In February, we continue our series of decisions concerning the invalidity of shareholders’ meeting resolutions. This time, we focus on decision No. 27 Cdo 3205/2024 and the question of until when it is possible to supplement or amend the grounds on which the invalidity of a shareholders’ meeting resolution is sought.
A shareholder sought a declaration of invalidity of several shareholders’ meeting resolutions approving the financial statements for 2020 and 2021, as well as the transfer of a business. Initially, the petition was based solely on the argument that the notice convening the shareholders’ meeting had not been duly delivered to him.
Only later, after the expiry of the three-month time limit for the lapse of a claim, did he extend his petition by adding further grounds. In particular, he argued that he had not been provided with the requested information at the shareholders’ meeting regarding the financial statements or the transfer of the business, despite having formally protested this at the meeting.
The court of first instance and the appellate court both found the contested resolutions invalid and declared them as such, specifically on the grounds that the requested information had not been provided at the shareholders’ meeting. They proceeded on the basis that, where the applicant’s objections had been raised in a timely manner in the form of a protest, it was possible to supplement them in the court proceedings even after the statutory time limit for filing the petition had expired.

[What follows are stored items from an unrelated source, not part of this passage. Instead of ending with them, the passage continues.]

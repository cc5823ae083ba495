// tests/property_resolver.rs

use std::collections::BTreeMap;

use chrono::{Days, NaiveDate};
use proptest::prelude::*;
use taskgate::dag::{DateResolver, ResolutionFrame};
use taskgate::dates::day_after;
use taskgate::engine::Engine;
use taskgate::model::{DateSpan, Task, TaskId};
use taskgate::schedule::{NewTask, TaskPatch};
use taskgate::store::InMemoryStore;
use taskgate_test_utils::builders::{StoreBuilder, TaskBuilder};
use taskgate_test_utils::date;

const TODAY: &str = "2024-03-01";

/// One generated task: optional start offset from 2024-01-01, optional
/// duration, and raw dependency picks that are folded onto earlier tasks.
type TaskSeed = (Option<u8>, Option<u32>, Vec<usize>);

// Acyclic by construction: task i may only depend on tasks 1..i.
fn seeds_strategy(max_tasks: usize) -> impl Strategy<Value = Vec<TaskSeed>> {
    proptest::collection::vec(
        (
            proptest::option::of(0u8..90),
            proptest::option::of(1u32..10),
            proptest::collection::vec(any::<usize>(), 0..3),
        ),
        1..=max_tasks,
    )
}

fn day(offset: u8) -> NaiveDate {
    date("2024-01-01") + Days::new(u64::from(offset))
}

fn deps_for(index: usize, raw: &[usize]) -> Vec<TaskId> {
    let mut deps: Vec<TaskId> = Vec::new();
    if index == 0 {
        return deps;
    }
    for pick in raw {
        let dep = (pick % index) as TaskId + 1;
        if !deps.contains(&dep) {
            deps.push(dep);
        }
    }
    deps
}

fn frame_from(seeds: &[TaskSeed]) -> ResolutionFrame {
    let tasks = seeds.iter().enumerate().map(|(i, (start, duration, raw))| {
        let mut task: Task = TaskBuilder::new(i as TaskId + 1, "p1").build();
        task.start_date = start.map(day);
        task.duration_days = *duration;
        task.dependencies = deps_for(i, raw);
        task
    });
    ResolutionFrame::new(tasks)
}

fn classroom_engine() -> Engine<InMemoryStore> {
    StoreBuilder::new()
        .today(TODAY)
        .project("p1", "c1", false)
        .team("t1", "p1")
        .engine()
}

proptest! {
    #[test]
    fn resolved_spans_respect_dependencies(seeds in seeds_strategy(12)) {
        let frame = frame_from(&seeds);
        let today = date(TODAY);
        let mut resolver = DateResolver::new(&frame, today);

        let mut spans: BTreeMap<TaskId, DateSpan> = BTreeMap::new();
        for task in frame.tasks() {
            let span = resolver.resolve(task.id).unwrap();
            spans.insert(task.id, span);
        }

        for task in frame.tasks() {
            let span = spans[&task.id];
            prop_assert!(span.end >= span.start);

            let baseline = task.start_date.unwrap_or(today);
            let latest_dep_end = task.dependencies.iter().map(|d| spans[d].end).max();
            let expected_start = latest_dep_end.map_or(baseline, |end| end.max(baseline));
            prop_assert_eq!(span.start, expected_start);
        }
    }

    #[test]
    fn created_tasks_start_after_their_dependencies(seeds in seeds_strategy(8)) {
        let engine = classroom_engine();
        let frame_today = date(TODAY);

        for (i, (start, duration, raw)) in seeds.iter().enumerate() {
            let deps = deps_for(i, raw);

            // Expected floor: stored end, else due, else resolved end.
            let frame = engine.resolution_frame("t1", true).unwrap();
            let mut resolver = DateResolver::new(&frame, frame_today);
            let mut floor: Option<NaiveDate> = None;
            for dep in &deps {
                let stored = frame.get(*dep).unwrap();
                let end = match stored.stored_end() {
                    Some(end) => end,
                    None => resolver.resolve(*dep).unwrap().end,
                };
                let next = day_after(end).unwrap();
                floor = Some(floor.map_or(next, |f| f.max(next)));
            }

            let created = engine
                .create_task(
                    "student",
                    NewTask {
                        team_id: Some("t1".to_string()),
                        start_date: start.map(day),
                        duration_days: *duration,
                        dependencies: deps.clone(),
                        ..NewTask::new("p1", format!("task {i}"))
                    },
                )
                .unwrap();

            if let Some(floor) = floor {
                let created_start = created.start_date.unwrap();
                prop_assert!(created_start >= floor);
                if let Some(requested) = start.map(day) {
                    prop_assert_eq!(created_start, requested.max(floor));
                }
            }
            if let (Some(s), Some(d)) = (created.start_date, created.duration_days) {
                prop_assert_eq!(created.end_date, Some(s + Days::new(u64::from(d) - 1)));
            }

            let resaved = engine
                .update_task("student", created.id, TaskPatch::default().dependencies(deps))
                .unwrap();
            prop_assert_eq!(resaved, created);
        }
    }
}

However, the Supreme Court rejected this approach. It emphasised that the legal framework is based on the principles of legal certainty, proportionality, and the minimisation of state interference in the internal affairs of business companies. This is reflected not only in the requirement of a timely protest, but also in the requirement that the specific grounds for invalidity must be asserted before the court within the statutory time limits.

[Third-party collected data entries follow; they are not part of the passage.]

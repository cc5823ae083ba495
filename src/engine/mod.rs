// src/engine/mod.rs

//! The operation surface consumed by the HTTP layer.
//!
//! [`Engine`] binds a [`Store`] to an [`EngineConfig`] and hands out the
//! schedule mutator, completion gate and timeline assembler for each call.
//! All mutating operations take the caller's identity explicitly.

use chrono::{Local, NaiveDate};
use serde::Deserialize;

use crate::dag::{resolve_dates, ResolutionFrame};
use crate::errors::{Result, TaskgateError};
use crate::gate::{CompletionGate, FeedbackInput};
use crate::model::{DateSpan, FeedbackEntry, Task, TaskId};
use crate::schedule::{NewTask, ScheduleMutator, TaskPatch};
use crate::store::Store;
use crate::timeline::{Timeline, TimelineAssembler};

/// `[engine]` section of a snapshot file.
#[derive(Debug, Clone, Default, Deserialize)]
pub struct EngineConfig {
    /// Pin "today" (e.g. `"2024-01-10"`); defaults to the local date.
    #[serde(default)]
    pub today: Option<NaiveDate>,
}

#[derive(Debug, Clone)]
pub struct Engine<S> {
    store: S,
    config: EngineConfig,
}

impl<S: Store> Engine<S> {
    pub fn new(store: S, config: EngineConfig) -> Self {
        Self { store, config }
    }

    pub fn store(&self) -> &S {
        &self.store
    }

    pub fn today(&self) -> NaiveDate {
        self.config
            .today
            .unwrap_or_else(|| Local::now().date_naive())
    }

    pub fn create_task(&self, actor_id: &str, input: NewTask) -> Result<Task> {
        self.mutator().create_task(actor_id, input)
    }

    pub fn update_task(&self, actor_id: &str, id: TaskId, patch: TaskPatch) -> Result<Task> {
        self.mutator().update_task(actor_id, id, patch)
    }

    pub fn soft_delete_task(&self, actor_id: &str, id: TaskId) -> Result<Task> {
        self.mutator().soft_delete_task(actor_id, id)
    }

    pub fn restore_task(&self, actor_id: &str, id: TaskId) -> Result<Task> {
        self.mutator().restore_task(actor_id, id)
    }

    /// Live tasks of a team, or all of them with `include_deleted`.
    pub fn resolution_frame(&self, team_id: &str, include_deleted: bool) -> Result<ResolutionFrame> {
        if self.store.team(team_id)?.is_none() {
            return Err(TaskgateError::NotFound(format!("team {team_id}")));
        }
        Ok(ResolutionFrame::new(
            self.store.tasks_in_team(team_id, include_deleted)?,
        ))
    }

    /// Default frame for a task: its team, or its project when it has none.
    pub fn frame_for_task(&self, task_id: TaskId) -> Result<ResolutionFrame> {
        let task = self
            .store
            .task(task_id)?
            .ok_or_else(|| TaskgateError::task_not_found(task_id))?;
        match task.team_id.as_deref() {
            Some(team_id) => self.resolution_frame(team_id, false),
            None => Ok(ResolutionFrame::new(
                self.store.tasks_in_project(&task.project_id, false)?,
            )),
        }
    }

    pub fn resolve_dates(&self, task_id: TaskId, frame: &ResolutionFrame) -> Result<DateSpan> {
        resolve_dates(frame, task_id, self.today())
    }

    pub fn is_blocked(&self, task_id: TaskId, frame: &ResolutionFrame) -> Result<bool> {
        frame.is_blocked(task_id)
    }

    pub fn is_completable(&self, task_id: TaskId) -> Result<bool> {
        CompletionGate::new(&self.store).is_completable(task_id)
    }

    pub fn submit_feedback(
        &self,
        author_id: &str,
        task_id: TaskId,
        input: FeedbackInput,
    ) -> Result<FeedbackEntry> {
        CompletionGate::new(&self.store).submit_feedback(author_id, task_id, input)
    }

    pub fn feedback_history(&self, task_id: TaskId) -> Result<Vec<FeedbackEntry>> {
        CompletionGate::new(&self.store).feedback_history(task_id)
    }

    pub fn assemble_timeline(&self, team_id: &str) -> Result<Timeline> {
        TimelineAssembler::new(&self.store, self.today()).assemble(team_id)
    }

    fn mutator(&self) -> ScheduleMutator<'_, S> {
        ScheduleMutator::new(&self.store, self.today())
    }
}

In other words, a protest raised at the shareholders’ meeting alone is not sufficient to “reserve space” for the applicant to subsequently provide new grounds in court proceedings. After the expiry of the time limits for the lapse of claims, the petition can no longer be extended to include new grounds for invalidity that were not previously asserted, even if those grounds were duly protested at the shareholders’ meeting.
The Supreme Court has thus departed from the earlier decision-making practice and concluded that, under the current law, it is no longer possible to amend the grounds for invalidity after a timely petition has been filed, regardless of the running of time limits for the lapse of claims. What is relevant is what was asserted in a timely manner not only at the shareholders’ meeting, but also in the petition seeking a declaration of invalidity itself.
This conclusion has clear practical implications. Anyone seeking to challenge a shareholders’ meeting resolution should carefully ensure compliance with two requirements simultaneously:
- a timely protest containing sufficiently specific grounds for invalidity; and
- a timely and properly formulated petition submitted to the court.
Failure to comply with either of these may be decisive for the outcome of the dispute.
This decision is particularly significant for procedural strategy in disputes concerning the (in)validity of shareholders’ meeting resolutions. It serves as a reminder that in such cases, it is not only the substantive merit of the grounds for invalidity that matters, but also whether those grounds have been properly and timely asserted from a procedural perspective.